51. The method according to any one of claims 31-50, wherein the effective preventive dose comprises about 0.5 mg to about 100 mg daily.

52. The method according to any one of claims 31-51, wherein the effective preventive dose is about 1 mg to about 60 mg daily, or selected from about 10 mg, about 20 mg, about 30 mg, about 40 mg, about 50 mg, or about 60 mg daily.

53. The method according to any one of claims 31-52, wherein the effective preventive dose is about 10 mg to about 50 mg daily.

54. The method according to any one of claims 31-53, wherein the preventive effective amount is administered by a dosage form selected from: oral dosage form, intravenous dosage form, and transdermal dosage form.

55. The method according to claim 54, wherein the dosage form is an oral capsule.

56. The method according to any one of claims 31-55, wherein the application is performed daily for at least about 30 days.
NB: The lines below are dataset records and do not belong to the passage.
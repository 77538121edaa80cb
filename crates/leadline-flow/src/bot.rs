// SPDX-FileCopyrightText: 2026 Leadline Contributors
// SPDX-License-Identifier: MIT OR Apache-2.0

//! Bot loop: pulls inbound events from a channel and runs one turn per event.
//!
//! Every conversation gets its own queue drained by one worker task, so a
//! conversation's turns run and reply strictly in arrival order while
//! different conversations proceed concurrently.

use std::collections::HashMap;
use std::sync::Arc;

use leadline_core::types::{InboundMessage, MessageContent, OutboundMessage};
use leadline_core::{ChannelAdapter, ConversationId, LeadlineError};
use tokio::sync::mpsc;
use tokio::task::JoinSet;
use tokio_util::sync::CancellationToken;
use tracing::{debug, error, info, warn};

use crate::engine::FlowEngine;
use crate::reply::{Reply, TurnOutcome};

const FAILURE_TEXT: &str = "Something went wrong. Please try again.";

/// Drives a [`FlowEngine`] from a [`ChannelAdapter`] until cancelled.
pub struct BotLoop {
    channel: Arc<dyn ChannelAdapter>,
    engine: Arc<FlowEngine>,
}

/// Per-conversation queues and the workers draining them.
struct Workers {
    queues: HashMap<ConversationId, mpsc::UnboundedSender<InboundMessage>>,
    tasks: JoinSet<()>,
}

impl BotLoop {
    pub fn new(channel: Arc<dyn ChannelAdapter>, engine: Arc<FlowEngine>) -> Self {
        Self { channel, engine }
    }

    /// Runs until `cancel` fires or the channel closes, then waits for
    /// queued turns to finish.
    pub async fn run(&self, cancel: CancellationToken) -> Result<(), LeadlineError> {
        info!(channel = self.channel.name(), "bot loop running");
        let mut workers = Workers {
            queues: HashMap::new(),
            tasks: JoinSet::new(),
        };

        loop {
            tokio::select! {
                biased;
                _ = cancel.cancelled() => {
                    info!("shutdown signal received, stopping bot loop");
                    break;
                }
                msg = self.channel.receive() => {
                    match msg {
                        Ok(inbound) => self.dispatch(&mut workers, inbound),
                        Err(e) => {
                            error!(error = %e, "channel receive error");
                            if e.to_string().contains("closed") {
                                break;
                            }
                        }
                    }
                }
                Some(joined) = workers.tasks.join_next(), if !workers.tasks.is_empty() => {
                    // A worker only ends early by panicking; its dead queue
                    // is replaced on the conversation's next event.
                    if let Err(e) = joined {
                        error!(error = %e, "conversation worker failed");
                    }
                }
            }
        }

        // Closing the queues lets each worker finish what is already queued.
        workers.queues.clear();
        if !workers.tasks.is_empty() {
            info!(count = workers.tasks.len(), "waiting for conversation workers");
        }
        while let Some(joined) = workers.tasks.join_next().await {
            if let Err(e) = joined {
                error!(error = %e, "conversation worker failed");
            }
        }
        info!("bot loop stopped");
        Ok(())
    }

    /// Queues the event behind earlier events of its conversation, starting a
    /// worker when the conversation has none.
    fn dispatch(&self, workers: &mut Workers, inbound: InboundMessage) {
        let chat = inbound.conversation;
        let inbound = match workers.queues.get(&chat) {
            Some(queue) => match queue.send(inbound) {
                Ok(()) => return,
                // The worker died; start a fresh one with this event.
                Err(mpsc::error::SendError(inbound)) => inbound,
            },
            None => inbound,
        };

        let (queue, rx) = mpsc::unbounded_channel();
        if queue.send(inbound).is_err() {
            error!(chat_id = chat.0, "conversation queue closed before start");
            return;
        }
        debug!(chat_id = chat.0, "conversation worker started");
        workers.queues.insert(chat, queue);
        workers.tasks.spawn(conversation_worker(
            Arc::clone(&self.channel),
            Arc::clone(&self.engine),
            chat,
            rx,
        ));
    }
}

/// Processes one conversation's events in order until its queue is closed.
async fn conversation_worker(
    channel: Arc<dyn ChannelAdapter>,
    engine: Arc<FlowEngine>,
    chat: ConversationId,
    mut rx: mpsc::UnboundedReceiver<InboundMessage>,
) {
    while let Some(inbound) = rx.recv().await {
        process_turn(channel.as_ref(), &engine, inbound).await;
    }
    debug!(chat_id = chat.0, "conversation worker stopped");
}

/// Runs one turn and delivers its outcome. Failures are reported to the
/// conversation as a generic message; the session is left as it was.
pub async fn process_turn(
    channel: &dyn ChannelAdapter,
    engine: &FlowEngine,
    inbound: InboundMessage,
) {
    let query_id = match &inbound.content {
        MessageContent::Button { query_id, .. } => query_id.clone(),
        _ => None,
    };
    let chat = inbound.conversation;

    let outcome = match engine.handle(&inbound).await {
        Ok(outcome) => outcome,
        Err(e) => {
            error!(chat_id = chat.0, error = %e, "turn failed");
            TurnOutcome::reply(Reply::text(FAILURE_TEXT))
        }
    };

    if let Some(query_id) = query_id
        && let Err(e) = channel
            .answer_button(&query_id, outcome.notice.as_deref())
            .await
    {
        warn!(chat_id = chat.0, error = %e, "failed to answer button press");
    }

    if outcome.is_silent() {
        debug!(chat_id = chat.0, "turn produced no reply");
    }
    for reply in outcome.replies {
        let msg = OutboundMessage {
            conversation: chat,
            text: reply.text,
            parse_mode: reply.parse_mode,
            keyboard: reply.keyboard,
        };
        if let Err(e) = channel.send(msg).await {
            error!(chat_id = chat.0, error = %e, "failed to send reply");
        }
    }
}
57. The method according to any one of claims 31-56, wherein the application is daily for a maximum of about 96 weeks.

58. The method according to any one of claims 31-57, wherein the administration comprises an intermittent dosing regimen of at least two cycles, each cycle comprising: (a) During the administration period, during which the subject is given a preventatively effective dose of the drug; and thereafter (b) the rest period.

59. The method of claim 58, wherein the administration period and the rest period have the same duration.
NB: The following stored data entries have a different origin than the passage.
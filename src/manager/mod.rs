//! Vector store manager.
//!
//! Owns one collection in the vector-storage engine and mediates every read
//! and write to it. A manager only exists once startup has finished:
//!
//! 1. **Connecting**: run a liveness check (list collections), retrying on
//!    failure according to a [`RetryPolicy`]. Exhausting the attempts is fatal.
//! 2. **Provisioning**: create the collection with the configured dimension and
//!    distance if it is missing. An existing collection is used as is.
//! 3. **Ready**: [`VectorStoreManager::connect`] returns the manager and all
//!    operations are available.
//!
//! Per-call storage failures propagate unchanged, with one exception:
//! [`VectorStoreManager::find_similar_papers`] turns every failure into an
//! empty result. [`VectorStoreManager::lookup_similar`] keeps the distinction
//! for callers that need it.

use std::time::Duration;

use thiserror::Error;
use tracing::{debug, info, warn};
use uuid::Uuid;

use crate::models::{PaperMetadata, SearchResult, SimilarPaper};
use crate::storage::{
    CollectionConfig, PaperPoint, PayloadFilter, PointId, StorageError, VectorStore,
};

/// Errors raised by the vector store manager.
#[derive(Debug, Error)]
pub enum ManagerError {
    /// The engine did not answer the liveness check within the retry budget
    #[error("Failed to connect to vector store after {attempts} attempts: {source}")]
    ConnectionFailed {
        attempts: u32,
        #[source]
        source: StorageError,
    },

    /// The collection was missing and could not be created
    #[error("Failed to provision collection: {0}")]
    ProvisioningFailed(#[source] StorageError),

    /// A single read or write failed
    #[error(transparent)]
    Storage(#[from] StorageError),

    /// Result limits must be positive
    #[error("Invalid limit: {0} (must be at least 1)")]
    InvalidLimit(usize),

    /// The vector does not match the collection's dimension
    #[error("Vector dimension mismatch: collection expects {expected}, got {actual}")]
    DimensionMismatch { expected: usize, actual: usize },
}

impl ManagerError {
    /// Whether the error means the process cannot serve at all, as opposed
    /// to a single failed request.
    pub fn is_fatal(&self) -> bool {
        matches!(
            self,
            ManagerError::ConnectionFailed { .. } | ManagerError::ProvisioningFailed(_)
        )
    }
}

/// Result type for manager operations.
pub type ManagerResult<T> = Result<T, ManagerError>;

/// Bounded retry policy for the startup connection.
#[derive(Debug, Clone, Copy, PartialEq, Eq)]
pub struct RetryPolicy {
    /// Total attempts, including the first one
    pub max_attempts: u32,

    /// Fixed wait between attempts
    pub delay: Duration,
}

impl RetryPolicy {
    pub fn new(max_attempts: u32, delay: Duration) -> Self {
        Self { max_attempts, delay }
    }

    /// A single attempt, no waiting.
    pub fn no_retry() -> Self {
        Self::new(1, Duration::ZERO)
    }
}

impl Default for RetryPolicy {
    fn default() -> Self {
        Self::new(5, Duration::from_secs(5))
    }
}

/// Outcome of a similarity-by-id lookup.
#[derive(Debug)]
pub enum SimilarLookup {
    /// The engine returned at least one neighbor
    Matches(Vec<SimilarPaper>),

    /// The lookup succeeded but found nothing
    NoMatches,

    /// The lookup failed (unknown id, engine error, invalid limit)
    Failed(ManagerError),
}

impl SimilarLookup {
    /// Collapse to the public contract: failures read as "no similar papers".
    pub fn into_papers(self) -> Vec<SimilarPaper> {
        match self {
            SimilarLookup::Matches(papers) => papers,
            SimilarLookup::NoMatches | SimilarLookup::Failed(_) => Vec::new(),
        }
    }

    pub fn is_failure(&self) -> bool {
        matches!(self, SimilarLookup::Failed(_))
    }
}

/// Manager for the single paper collection.
///
/// Holds the storage client for the life of the process. It adds no locking
/// of its own; concurrent use is as safe as the underlying store.
#[derive(Debug)]
pub struct VectorStoreManager<S> {
    store: S,
    collection: CollectionConfig,
}

impl<S> VectorStoreManager<S>
where
    S: VectorStore,
{
    /// Connect to the engine and make sure the collection exists.
    ///
    /// # Errors
    /// Returns `ManagerError::ConnectionFailed` with the last underlying cause
    /// once every attempt has failed, or `ManagerError::ProvisioningFailed` if
    /// the collection has to be created and creation fails
    pub async fn connect(store: S, collection: CollectionConfig, retry: RetryPolicy) -> ManagerResult<Self> {
        let existing = Self::wait_for_store(&store, retry).await?;

        if existing.iter().any(|name| *name == collection.name) {
            info!(collection = %collection.name, "Collection already exists");
        } else {
            store
                .create_collection(&collection)
                .await
                .map_err(ManagerError::ProvisioningFailed)?;
            info!(
                collection = %collection.name,
                dimension = collection.dimension,
                distance = ?collection.distance,
                "Collection created"
            );
        }

        Ok(Self { store, collection })
    }

    async fn wait_for_store(store: &S, retry: RetryPolicy) -> ManagerResult<Vec<String>> {
        let max_attempts = retry.max_attempts.max(1);
        let mut attempt = 1;

        loop {
            match store.list_collections().await {
                Ok(names) => {
                    info!(attempt, "Connected to vector store");
                    return Ok(names);
                }
                Err(source) if attempt >= max_attempts => {
                    return Err(ManagerError::ConnectionFailed {
                        attempts: attempt,
                        source,
                    });
                }
                Err(e) => {
                    warn!(
                        attempt,
                        max_attempts,
                        error = %e,
                        "Vector store not reachable, retrying in {:?}",
                        retry.delay
                    );
                    tokio::time::sleep(retry.delay).await;
                    attempt += 1;
                }
            }
        }
    }

    /// Configuration of the managed collection.
    pub fn collection(&self) -> &CollectionConfig {
        &self.collection
    }

    /// Store a paper and return its freshly generated identifier.
    ///
    /// The write is an upsert keyed by the new UUID.
    ///
    /// # Errors
    /// Returns `ManagerError::DimensionMismatch` before writing if the vector
    /// has the wrong length; storage failures propagate as `ManagerError::Storage`
    pub async fn add_paper(&self, embedding: Vec<f32>, metadata: PaperMetadata) -> ManagerResult<String> {
        self.check_dimension(&embedding)?;

        let id = Uuid::new_v4().to_string();
        let point = PaperPoint {
            id: PointId::Uuid(id.clone()),
            vector: embedding,
            payload: metadata,
        };

        self.store.upsert_point(&self.collection.name, point).await?;
        debug!(paper_id = %id, "Paper stored");
        Ok(id)
    }

    /// Nearest papers to `query_embedding`, best first.
    ///
    /// With `filter_category` only papers whose categories contain it are
    /// considered. An empty category string means no filter.
    pub async fn search_papers(
        &self,
        query_embedding: &[f32],
        limit: usize,
        filter_category: Option<&str>,
    ) -> ManagerResult<Vec<SearchResult>> {
        if limit == 0 {
            return Err(ManagerError::InvalidLimit(limit));
        }
        self.check_dimension(query_embedding)?;

        let filter = filter_category
            .filter(|category| !category.is_empty())
            .map(PayloadFilter::category);

        let hits = self
            .store
            .search(&self.collection.name, query_embedding, filter.as_ref(), limit)
            .await?;

        Ok(hits
            .into_iter()
            .map(|hit| SearchResult::from_metadata(hit.id.to_string(), hit.score, hit.payload))
            .collect())
    }

    /// Papers similar to the stored paper `paper_id`, best first.
    ///
    /// Never fails: an unknown id or an engine error yields an empty list and
    /// is logged. Use [`lookup_similar`](Self::lookup_similar) to tell the cases apart.
    pub async fn find_similar_papers(&self, paper_id: &str, limit: usize) -> Vec<SimilarPaper> {
        let lookup = self.lookup_similar(paper_id, limit).await;
        if let SimilarLookup::Failed(e) = &lookup {
            warn!(paper_id, error = %e, "Similar paper lookup failed");
        }
        lookup.into_papers()
    }

    /// Recommend neighbors of `paper_id` with the stored point as the only
    /// positive example.
    pub async fn lookup_similar(&self, paper_id: &str, limit: usize) -> SimilarLookup {
        if limit == 0 {
            return SimilarLookup::Failed(ManagerError::InvalidLimit(limit));
        }

        let positive = [PointId::from(paper_id)];
        match self
            .store
            .recommend(&self.collection.name, &positive, limit)
            .await
        {
            Ok(hits) if hits.is_empty() => SimilarLookup::NoMatches,
            Ok(hits) => SimilarLookup::Matches(
                hits.into_iter()
                    .map(|hit| SimilarPaper::from_metadata(hit.id.to_string(), hit.score, hit.payload))
                    .collect(),
            ),
            Err(e) => SimilarLookup::Failed(e.into()),
        }
    }

    fn check_dimension(&self, vector: &[f32]) -> ManagerResult<()> {
        if vector.len() != self.collection.dimension {
            return Err(ManagerError::DimensionMismatch {
                expected: self.collection.dimension,
                actual: vector.len(),
            });
        }
        Ok(())
    }
}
60. The method of claim 58, wherein the administration period and the rest period have different durations.

61. The method according to claims 58-60, wherein the administration period is at least about 10 days, 11 days, 12 days, 13 days, or 14 days.

62. The method according to claims 58-60, wherein the rest period is shorter than about 28 days, 27 days, 26 days, 25 days, 24 days, 23 days, 22 days, 21 days, 20 days, 19 days, 18 days, 17 days, 16 days, 15 days, or 14 days.